- _Prompt_
Reproduce the listing exactly, so that no line differs from the original.

┏━━

//! Attack resolution.
//!
//! Applies a validated attack to the defending player's board and fleet. The
//! resolver is the last line of the coordinate guard: a cell already hit is
//! rejected here too, so a retried attack can never land twice.
//!
//! # Chain Reaction
//!
//! Area attacks run a secondary pass after the primary hit. Every cell within
//! Chebyshev distance `d` in `1..=r` of the primary cell that holds an unhit
//! part of a floating ship takes `max(1, floor(base * (r + 1 - d) / (r + 1)))`
//! damage. Chain damage bypasses armor and abilities. `r` is capped at
//! [`MAX_CHAIN_RADIUS`].

use serde::{Deserialize, Serialize};

use crate::board::{Board, Coordinate};
use crate::combat::damage::{AttackModifiers, DamageBreakdown, DamageCalculator, MIN_DAMAGE};
use crate::config::MAX_CHAIN_RADIUS;
use crate::error::{ErrorCode, ValidationIssue};
use crate::ids::ShipId;
use crate::player::Player;
use crate::rolls::RollSource;
use crate::ship::Ship;

/// What an attack did at its primary cell.
#[derive(Debug, Copy, Clone, PartialEq, Eq, Hash, Serialize, Deserialize)]
#[serde(rename_all = "SCREAMING_SNAKE_CASE")]
pub enum AttackOutcome {
    /// Open water.
    Miss,
    /// A ship was hit.
    Hit,
    /// A ship was hit and sank.
    Sunk,
    /// A ship was hit critically and stayed afloat.
    CriticalHit,
}

/// Damage dealt to one cell by a chain reaction.
#[derive(Debug, Clone, Copy, PartialEq, Eq, Serialize, Deserialize)]
pub struct ChainHit {
    /// Cell struck.
    pub coordinate: Coordinate,
    /// Ship struck.
    pub ship_id: ShipId,
    /// Damage before the ship's remaining hit points cap it.
    pub damage: u32,
    /// Hit points actually lost.
    pub hit_points_lost: u32,
    /// Whether this hit sank the ship.
    pub sunk: bool,
}

/// Result of one attack.
#[derive(Debug, Clone, PartialEq, Serialize, Deserialize)]
pub struct AttackResult {
    /// Primary cell.
    pub coordinate: Coordinate,
    /// Outcome at the primary cell.
    pub outcome: AttackOutcome,
    /// Ship at the primary cell.
    pub ship_id: Option<ShipId>,
    /// Computed damage at the primary cell. Zero on a miss or a wreck.
    pub damage: u32,
    /// Hit points lost at the primary cell.
    pub hit_points_lost: u32,
    /// Whether the primary hit was critical.
    pub critical: bool,
    /// Damage pipeline of the primary hit.
    pub breakdown: Option<DamageBreakdown>,
    /// Secondary hits of an area attack.
    pub chain: Vec<ChainHit>,
    /// Ships sunk by the whole attack, primary first.
    pub sunk_ships: Vec<ShipId>,
}

impl AttackResult {
    fn miss(coordinate: Coordinate) -> Self {
        Self {
            coordinate,
            outcome: AttackOutcome::Miss,
            ship_id: None,
            damage: 0,
            hit_points_lost: 0,
            critical: false,
            breakdown: None,
            chain: Vec::new(),
            sunk_ships: Vec::new(),
        }
    }

    /// Hit points lost across the primary hit and the chain.
    #[must_use]
    pub fn total_hit_points_lost(&self) -> u32 {
        self.hit_points_lost + self.chain.iter().map(|c| c.hit_points_lost).sum::<u32>()
    }

    /// Whether a floating ship took damage.
    ///
    /// A strike on the wreck of a sunk ship reports [`AttackOutcome::Hit`] but
    /// does not count: it neither scores for accuracy nor breaks a stalemate.
    #[must_use]
    pub fn struck_ship(&self) -> bool {
        self.total_hit_points_lost() > 0
    }
}

/// Applies attacks to a defending player.
#[derive(Debug, Clone, Copy, Default)]
pub struct AttackResolver;

impl AttackResolver {
    /// Resolves an attack on `coordinate`.
    ///
    /// Hitting the wreck of a sunk ship marks the cell, reports a `Hit` and
    /// deals nothing.
    ///
    /// # Errors
    ///
    /// `OUT_OF_BOUNDS` off the board, `ALREADY_HIT` on a cell already
    /// attacked. The board is untouched in both cases.
    pub fn resolve(
        defender: &mut Player,
        coordinate: Coordinate,
        base_damage: u32,
        modifiers: &AttackModifiers,
        rolls: &mut dyn RollSource,
        now_ms: u64,
    ) -> Result<AttackResult, ValidationIssue> {
        let (board, fleet) = defender.board_and_fleet_mut();
        if !board.contains(coordinate) {
            return Err(ValidationIssue::new(
                ErrorCode::OutOfBounds,
                format!("{coordinate} is outside the board"),
            )
            .with_field("coordinate")
            .with_value(coordinate));
        }
        if board.is_hit(coordinate) {
            return Err(ValidationIssue::new(
                ErrorCode::AlreadyHit,
                format!("{coordinate} was already attacked"),
            )
            .with_field("coordinate")
            .with_value(coordinate));
        }
        board.mark_hit(coordinate);

        let Some(ship_id) = board.occupant(coordinate) else {
            return Ok(AttackResult::miss(coordinate));
        };
        let Some(ship) = fleet.iter_mut().find(|s| s.id() == ship_id) else {
            return Ok(AttackResult::miss(coordinate));
        };

        if ship.is_sunk() {
            return Ok(AttackResult {
                outcome: AttackOutcome::Hit,
                ship_id: Some(ship_id),
                ..AttackResult::miss(coordinate)
            });
        }

        let breakdown =
            DamageCalculator::calculate(ship, coordinate, base_damage, modifiers, rolls);
        let applied = ship.apply_damage(coordinate, breakdown.total_damage, now_ms);
        let mut sunk_ships = Vec::new();
        let outcome = if applied.sunk {
            reveal_wreck(board, ship);
            sunk_ships.push(ship_id);
            AttackOutcome::Sunk
        } else if breakdown.critical_hit {
            AttackOutcome::CriticalHit
        } else {
            AttackOutcome::Hit
        };

        Ok(AttackResult {
            coordinate,
            outcome,
            ship_id: Some(ship_id),
            damage: breakdown.total_damage,
            hit_points_lost: applied.hit_points_lost,
            critical: breakdown.critical_hit,
            breakdown: Some(breakdown),
            chain: Vec::new(),
            sunk_ships,
        })
    }

    /// Runs the chain-reaction pass around `center` and returns its hits.
    pub fn chain_reaction(
        defender: &mut Player,
        center: Coordinate,
        base_damage: u32,
        radius: u8,
        now_ms: u64,
    ) -> Vec<ChainHit> {
        let radius = radius.min(MAX_CHAIN_RADIUS);
        if radius == 0 {
            return Vec::new();
        }
        let (board, fleet) = defender.board_and_fleet_mut();
        let span = u32::from(radius) + 1;
        let mut hits = Vec::new();

        for coordinate in board.area(center, radius) {
            let distance = coordinate.distance(center);
            if distance == 0 || board.is_hit(coordinate) {
                continue;
            }
            let Some(ship_id) = board.occupant(coordinate) else {
                continue;
            };
            let Some(ship) = fleet.iter_mut().find(|s| s.id() == ship_id && !s.is_sunk()) else {
                continue;
            };

            let scaled = u64::from(base_damage) * u64::from(span - distance) / u64::from(span);
            let damage = u32::try_from(scaled).unwrap_or(u32::MAX).max(MIN_DAMAGE);
            board.mark_hit(coordinate);
            let applied = ship.apply_damage(coordinate, damage, now_ms);
            if applied.sunk {
                reveal_wreck(board, ship);
            }
            hits.push(ChainHit {
                coordinate,
                ship_id,
                damage,
                hit_points_lost: applied.hit_points_lost,
                sunk: applied.sunk,
            });
        }
        hits
    }
}

fn reveal_wreck(board: &mut Board, ship: &Ship) {
    for &c in ship.coordinates() {
        board.reveal(c);
    }
}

┗━━

- _Exercise output_
//! Attack resolution.
//!
//! Applies a validated attack to the defending player's board and fleet. The
//! resolver is the last line of the coordinate guard: a cell already hit is
//! rejected here too, so a retried attack can never land twice.
//!
//! # Chain Reaction
//!
//! Area attacks run a secondary pass after the primary hit. Every cell within
//! Chebyshev distance `d` in `1..=r` of the primary cell that holds an unhit
//! part of a floating ship takes `max(1, floor(base * (r + 1 - d) / (r + 1)))`
//! damage. Chain damage bypasses armor and abilities. `r` is capped at
//! [`MAX_CHAIN_RADIUS`].

use serde::{Deserialize, Serialize};

use crate::board::{Board, Coordinate};
use crate::combat::damage::{AttackModifiers, DamageBreakdown, DamageCalculator, MIN_DAMAGE};
use crate::config::MAX_CHAIN_RADIUS;
use crate::error::{ErrorCode, ValidationIssue};
use crate::ids::ShipId;
use crate::player::Player;
use crate::rolls::RollSource;
use crate::ship::Ship;

/// What an attack did at its primary cell.
#[derive(Debug, Copy, Clone, PartialEq, Eq, Hash, Serialize, Deserialize)]
#[serde(rename_all = "SCREAMING_SNAKE_CASE")]
pub enum AttackOutcome {
    /// Open water.
    Miss,
    /// A ship was hit.
    Hit,
    /// A ship was hit and sank.
    Sunk,
    /// A ship was hit critically and stayed afloat.
    CriticalHit,
}

/// Damage dealt to one cell by a chain reaction.
#[derive(Debug, Clone, Copy, PartialEq, Eq, Serialize, Deserialize)]
pub struct ChainHit {
    /// Cell struck.
    pub coordinate: Coordinate,
    /// Ship struck.
    pub ship_id: ShipId,
    /// Damage before the ship's remaining hit points cap it.
    pub damage: u32,
    /// Hit points actually lost.
    pub hit_points_lost: u32,
    /// Whether this hit sank the ship.
    pub sunk: bool,
}

/// Result of one attack.
#[derive(Debug, Clone, PartialEq, Serialize, Deserialize)]
pub struct AttackResult {
    /// Primary cell.
    pub coordinate: Coordinate,
    /// Outcome at the primary cell.
    pub outcome: AttackOutcome,
    /// Ship at the primary cell.
    pub ship_id: Option<ShipId>,
    /// Computed damage at the primary cell. Zero on a miss or a wreck.
    pub damage: u32,
    /// Hit points lost at the primary cell.
    pub hit_points_lost: u32,
    /// Whether the primary hit was critical.
    pub critical: bool,
    /// Damage pipeline of the primary hit.
    pub breakdown: Option<DamageBreakdown>,
    /// Secondary hits of an area attack.
    pub chain: Vec<ChainHit>,
    /// Ships sunk by the whole attack, primary first.
    pub sunk_ships: Vec<ShipId>,
}

impl AttackResult {
    fn miss(coordinate: Coordinate) -> Self {
        Self {
            coordinate,
            outcome: AttackOutcome::Miss,
            ship_id: None,
            damage: 0,
            hit_points_lost: 0,
            critical: false,
            breakdown: None,
            chain: Vec::new(),
            sunk_ships: Vec::new(),
        }
    }

    /// Hit points lost across the primary hit and the chain.
    #[must_use]
    pub fn total_hit_points_lost(&self) -> u32 {
        self.hit_points_lost + self.chain.iter().map(|c| c.hit_points_lost).sum::<u32>()
    }

    /// Whether a floating ship took damage.
    ///
    /// A strike on the wreck of a sunk ship reports [`AttackOutcome::Hit`] but
    /// does not count: it neither scores for accuracy nor breaks a stalemate.
    #[must_use]
    pub fn struck_ship(&self) -> bool {
        self.total_hit_points_lost() > 0
    }
}

/// Applies attacks to a defending player.
#[derive(Debug, Clone, Copy, Default)]
pub struct AttackResolver;

impl AttackResolver {
    /// Resolves an attack on `coordinate`.
    ///
    /// Hitting the wreck of a sunk ship marks the cell, reports a `Hit` and
    /// deals nothing.
    ///
    /// # Errors
    ///
    /// `OUT_OF_BOUNDS` off the board, `ALREADY_HIT` on a cell already
    /// attacked. The board is untouched in both cases.
    pub fn resolve(
        defender: &mut Player,
        coordinate: Coordinate,
        base_damage: u32,
        modifiers: &AttackModifiers,
        rolls: &mut dyn RollSource,
        now_ms: u64,
    ) -> Result<AttackResult, ValidationIssue> {
        let (board, fleet) = defender.board_and_fleet_mut();
        if !board.contains(coordinate) {
            return Err(ValidationIssue::new(
                ErrorCode::OutOfBounds,
                format!("{coordinate} is outside the board"),
            )
            .with_field("coordinate")
            .with_value(coordinate));
        }
        if board.is_hit(coordinate) {
            return Err(ValidationIssue::new(
                ErrorCode::AlreadyHit,
                format!("{coordinate} was already attacked"),
            )
            .with_field("coordinate")
            .with_value(coordinate));
        }
        board.mark_hit(coordinate);

        let Some(ship_id) = board.occupant(coordinate) else {
            return Ok(AttackResult::miss(coordinate));
        };
        let Some(ship) = fleet.iter_mut().find(|s| s.id() == ship_id) else {
            return Ok(AttackResult::miss(coordinate));
        };

        if ship.is_sunk() {
            return Ok(AttackResult {
                outcome: AttackOutcome::Hit,
                ship_id: Some(ship_id),
                ..AttackResult::miss(coordinate)
            });
        }

        let breakdown =
            DamageCalculator::calculate(ship, coordinate, base_damage, modifiers, rolls);
        let applied = ship.apply_damage(coordinate, breakdown.total_damage, now_ms);
        let mut sunk_ships = Vec::new();
        let outcome = if applied.sunk {
            reveal_wreck(board, ship);
            sunk_ships.push(ship_id);
            AttackOutcome::Sunk
        } else if breakdown.critical_hit {
            AttackOutcome::CriticalHit
        } else {
            AttackOutcome::Hit
        };

        Ok(AttackResult {
            coordinate,
            outcome,
            ship_id: Some(ship_id),
            damage: breakdown.total_damage,
            hit_points_lost: applied.hit_points_lost,
            critical: breakdown.critical_hit,
            breakdown: Some(breakdown),
            chain: Vec::new(),
            sunk_ships,
        })
    }

    /// Runs the chain-reaction pass around `center` and returns its hits.
    pub fn chain_reaction(
        defender: &mut Player,
        center: Coordinate,
        base_damage: u32,
        radius: u8,
        now_ms: u64,
    ) -> Vec<ChainHit> {
        let radius = radius.min(MAX_CHAIN_RADIUS);
        if radius == 0 {
            return Vec::new();
        }
        let (board, fleet) = defender.board_and_fleet_mut();
        let span = u32::from(radius) + 1;
        let mut hits = Vec::new();

        for coordinate in board.area(center, radius) {
            let distance = coordinate.distance(center);
            if distance == 0 || board.is_hit(coordinate) {
                continue;
            }
            let Some(ship_id) = board.occupant(coordinate) else {
                continue;
            };
            let Some(ship) = fleet.iter_mut().find(|s| s.id() == ship_id && !s.is_sunk()) else {
                continue;
            };

            let scaled = u64::from(base_damage) * u64::from(span - distance) / u64::from(span);
            let damage = u32::try_from(scaled).unwrap_or(u32::MAX).max(MIN_DAMAGE);
            board.mark_hit(coordinate);
            let applied = ship.apply_damage(coordinate, damage, now_ms);
            if applied.sunk {
                reveal_wreck(board, ship);
            }
            hits.push(ChainHit {
                coordinate,
                ship_id,
                damage,
                hit_points_lost: applied.hit_points_lost,
                sunk: applied.sunk,
            });
        }
        hits
    }
}

fn reveal_wreck(board: &mut Board, ship: &Ship) {
    for &c in ship.coordinates() {
        board.reveal(c);
    }
}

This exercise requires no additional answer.